London's Time Out magazine wrote, "As usual with film noir it is the villain who steals the heart and one is rooting for in the breathtaking showdown high up in the cogs and ratchets of Big Ben." The New York Times film reviewer Nina Darnton applauded that "he heroes are appealing, the villains have that special Disney flair – humorous blackguards who really enjoy being evil – and the script is witty and not overly sentimental." Johanna Steinmetz, also from The Chicago Tribune, graded the film three-and-a-half stars writing "This movie is cute, cute, cute, but it's a higher grade of cute than The Rescuers and The Fox and the Hound. The key to good Disney animation is character and facial expression, and Detective abounds in both."
The review aggregator website Rotten Tomatoes reported that the film received an 79% approval rating with an average rating of 6.9/10 based on 24 reviews.
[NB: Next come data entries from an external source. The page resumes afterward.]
use serde::Serialize;
use url::Url;
use utoipa::ToSchema;

pub const DEFAULT_PROFILE_IMAGE: &str = "/profile.jpeg";

const MENU: [(&str, &str, &str); 7] = [
    ("Webinar", "/dashboard/webinar", "/icons/webinar.png"),
    ("eLearning Courses", "/dashboard/elearning", "/icons/elearning.png"),
    ("Live Operative Workshops", "/dashboard/workshops", "/icons/workshop.png"),
    ("Conferences", "/dashboard/conferences", "/icons/conference.png"),
    ("Speakers", "/dashboard/speakers", "/icons/speaker.png"),
    ("My Profile", "/dashboard/myprofile", "/icons/my-profile.png"),
    ("My Purchases", "/dashboard/mypurchase", "/icons/my-purchases.png"),
];

#[derive(Debug, Clone, PartialEq, Serialize, ToSchema)]
pub struct MenuItem {
    pub label: String,
    pub path: String,
    pub icon: String,
    pub active: bool,
}

pub fn menu(current_path: Option<&str>) -> Vec<MenuItem> {
    MENU.iter()
        .map(|&(label, path, icon)| MenuItem {
            label: label.to_string(),
            path: path.to_string(),
            icon: icon.to_string(),
            active: current_path == Some(path),
        })
        .collect()
}

/// Absolute `http` references are kept, relative ones are served by the
/// backend, and a missing one falls back to the default avatar.
pub fn resolve_image_url(path: Option<&str>, base: &Url) -> String {
    match path {
        Some(p) if p.starts_with("http") => p.to_string(),
        Some(p) if !p.is_empty() => {
            format!("{}{}", base.as_str().trim_end_matches('/'), p)
        }
        _ => DEFAULT_PROFILE_IMAGE.to_string(),
    }
}
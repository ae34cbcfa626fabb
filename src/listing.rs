//! Listing pipeline: classify items against the current moment, filter by
//! tab, search by title and sort for display.

use chrono::NaiveDateTime;
use serde::{Deserialize, Serialize};
use utoipa::ToSchema;

use crate::models::Item;

#[derive(Debug, Clone, Copy, Serialize, Deserialize, PartialEq, Eq, Hash, ToSchema)]
#[serde(rename_all = "lowercase")]
pub enum Category {
    Live,
    Upcoming,
    Past,
}

#[derive(Debug, Clone, Copy, Default, Serialize, Deserialize, PartialEq, Eq, ToSchema)]
#[serde(rename_all = "lowercase")]
pub enum SortKey {
    #[default]
    Newest,
    Popularity,
}

#[derive(Debug, Clone, Default, PartialEq)]
pub struct ListingQuery {
    /// `None` keeps every category.
    pub category: Option<Category>,
    pub query: String,
    pub sort: SortKey,
}

/// Both ends of the window are inclusive, so `start == end == now` is live.
pub fn classify(item: &Item, now: NaiveDateTime) -> Category {
    if item.start_date <= now && now <= item.end_date {
        Category::Live
    } else if item.start_date > now {
        Category::Upcoming
    } else {
        Category::Past
    }
}

pub fn filter_by_category<'a>(
    items: impl IntoIterator<Item = &'a Item>,
    category: Category,
    now: NaiveDateTime,
) -> Vec<&'a Item> {
    items
        .into_iter()
        .filter(|item| classify(item, now) == category)
        .collect()
}

pub fn matches_query(item: &Item, query: &str) -> bool {
    query.is_empty() || item.title.to_lowercase().contains(&query.to_lowercase())
}

pub fn search<'a>(items: impl IntoIterator<Item = &'a Item>, query: &str) -> Vec<&'a Item> {
    items
        .into_iter()
        .filter(|item| matches_query(item, query))
        .collect()
}

/// Stable: ties keep their incoming order.
pub fn sort_items(items: &mut [&Item], key: SortKey) {
    match key {
        SortKey::Newest => items.sort_by(|a, b| b.start_date.cmp(&a.start_date)),
        SortKey::Popularity => items.sort_by(|a, b| b.popularity().cmp(&a.popularity())),
    }
}

pub fn run<'a>(items: &'a [Item], query: &ListingQuery, now: NaiveDateTime) -> Vec<&'a Item> {
    let mut selected: Vec<&Item> = match query.category {
        Some(category) => filter_by_category(items, category, now),
        None => items.iter().collect(),
    };
    selected.retain(|item| matches_query(item, &query.query));
    sort_items(&mut selected, query.sort);
    selected
}
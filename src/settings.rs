use std::path::PathBuf;

use config::{Config, ConfigError, Environment};
use serde::{Deserialize, Serialize};
use url::Url;

use crate::session::DEFAULT_MAX_AGE_MINUTES;

#[derive(Clone, Debug, Serialize, Deserialize)]
pub struct Settings {
    pub backend_base_url: Url,
    pub debug: bool,
    pub enable_swagger: bool,
    pub port: u16,
    /// Built-in seed catalog when unset.
    pub catalog_path: Option<PathBuf>,
    /// Any origin when unset.
    pub cors_origin: Option<String>,
    pub session_max_age_minutes: i64,
}

impl Settings {
    pub fn from_env() -> Result<Self, ConfigError> {
        let _ = dotenvy::dotenv();

        let config = Config::builder()
            // APP_BACKEND_BASE_URL, APP_PORT, ...
            .add_source(Environment::with_prefix("APP"))
            .set_default("backend_base_url", "http://localhost:5000/api")?
            .set_default("debug", false)?
            .set_default("enable_swagger", true)?
            .set_default("port", 8080)?
            .set_default("session_max_age_minutes", DEFAULT_MAX_AGE_MINUTES)?
            .build()?;

        config.try_deserialize()
    }
}
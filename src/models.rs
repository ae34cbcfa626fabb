use chrono::NaiveDateTime;
use serde::{Deserialize, Serialize};
use utoipa::ToSchema;

#[derive(Debug, Clone, Copy, Serialize, Deserialize, PartialEq, Eq, Hash, ToSchema)]
#[serde(rename_all = "lowercase")]
pub enum ItemKind {
    Webinar,
    Course,
}

impl ItemKind {
    pub fn label(self) -> &'static str {
        match self {
            ItemKind::Webinar => "Webinar",
            ItemKind::Course => "Course",
        }
    }
}

/// A schedulable content entry: a webinar or a course.
#[derive(Debug, Clone, Serialize, Deserialize, PartialEq, ToSchema)]
#[serde(rename_all = "camelCase")]
pub struct Item {
    pub id: u32,
    pub title: String,
    #[schema(value_type = String, format = "date-time", example = "2025-11-24T18:00:00")]
    pub start_date: NaiveDateTime,
    #[schema(value_type = String, format = "date-time", example = "2025-11-24T19:30:00")]
    pub end_date: NaiveDateTime,
    /// Display label only, e.g. "6:00 PM - 7:30 PM IST".
    pub time: String,
    pub mode: String,
    /// Zero means free.
    pub price: f64,
    #[serde(default, skip_serializing_if = "Option::is_none")]
    pub popularity: Option<u32>,
    pub image: String,
    #[serde(default)]
    pub description: String,
}

impl Item {
    pub fn popularity(&self) -> u32 {
        self.popularity.unwrap_or(0)
    }

    pub fn is_free(&self) -> bool {
        self.price <= 0.0
    }

    pub fn action_label(&self) -> String {
        if self.is_free() {
            "View Now".to_string()
        } else {
            format!("₹{} | Buy Now", self.price)
        }
    }
}
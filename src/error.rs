use axum::Json;
use axum::extract::rejection::{JsonRejection, QueryRejection};
use axum::http::StatusCode;
use axum::response::{IntoResponse, Response};
use tracing::error;

use crate::backend::LoginError;

#[derive(Debug)]
pub enum ApiError {
    Unauthorized(String),
    BadRequest(String),
    NotFound(String),
    BadGateway(String),
}

impl IntoResponse for ApiError {
    fn into_response(self) -> Response {
        let (status, msg) = match self {
            ApiError::Unauthorized(msg) => (StatusCode::UNAUTHORIZED, msg),
            ApiError::BadRequest(msg) => (StatusCode::BAD_REQUEST, msg),
            ApiError::NotFound(msg) => (StatusCode::NOT_FOUND, msg),
            ApiError::BadGateway(msg) => (StatusCode::BAD_GATEWAY, msg),
        };
        (status, Json(serde_json::json!({ "error": msg }))).into_response()
    }
}

impl From<LoginError> for ApiError {
    fn from(value: LoginError) -> Self {
        match value {
            LoginError::EmptyIdentifier => ApiError::BadRequest(value.to_string()),
            LoginError::Rejected(msg) => ApiError::Unauthorized(msg),
            LoginError::Transport(ref err) => {
                error!("Backend error: {err}");
                ApiError::BadGateway(value.to_string())
            }
        }
    }
}

impl From<QueryRejection> for ApiError {
    fn from(value: QueryRejection) -> Self {
        ApiError::BadRequest(value.body_text())
    }
}

impl From<JsonRejection> for ApiError {
    fn from(value: JsonRejection) -> Self {
        ApiError::BadRequest(value.body_text())
    }
}

#[cfg(test)]
mod tests {
    use super::*;

    #[test]
    fn test_login_error_mapping() {
        assert!(matches!(
            ApiError::from(LoginError::EmptyIdentifier),
            ApiError::BadRequest(msg) if msg == "Please enter Membership No, Email, or Mobile No."
        ));
        assert!(matches!(
            ApiError::from(LoginError::Rejected("Member not found".into())),
            ApiError::Unauthorized(msg) if msg == "Member not found"
        ));
    }

    #[test]
    fn test_status_codes() {
        assert_eq!(
            ApiError::Unauthorized("x".into()).into_response().status(),
            StatusCode::UNAUTHORIZED
        );
        assert_eq!(
            ApiError::BadRequest("x".into()).into_response().status(),
            StatusCode::BAD_REQUEST
        );
        assert_eq!(
            ApiError::NotFound("x".into()).into_response().status(),
            StatusCode::NOT_FOUND
        );
        assert_eq!(
            ApiError::BadGateway("x".into()).into_response().status(),
            StatusCode::BAD_GATEWAY
        );
    }
}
The website's consensus states that "The Great Mouse Detective may not rank with Disney's classics, but it's an amiable, entertaining picture with some stylishly dark visuals."Metacritic gave the film a score of 73 based on 13 reviews, indicating "generally favorable reviews".

Box-office

The film grossed around $50 million worldwide against a budget of over $14 million during its initial release. Its inexpensive success after its predecessor's under-performance gave the new management of Disney confidence in the viability of their animation department, though it was suppressed at the box office by An American Tail. Re-titled as The Adventures of the Great Mouse Detective, the film was re-released theatrically on February 14, 1992 where it grossed $13,288,756. The Great Mouse Detective has had a lifetime North American gross of $38.7 million across its original release and reissue.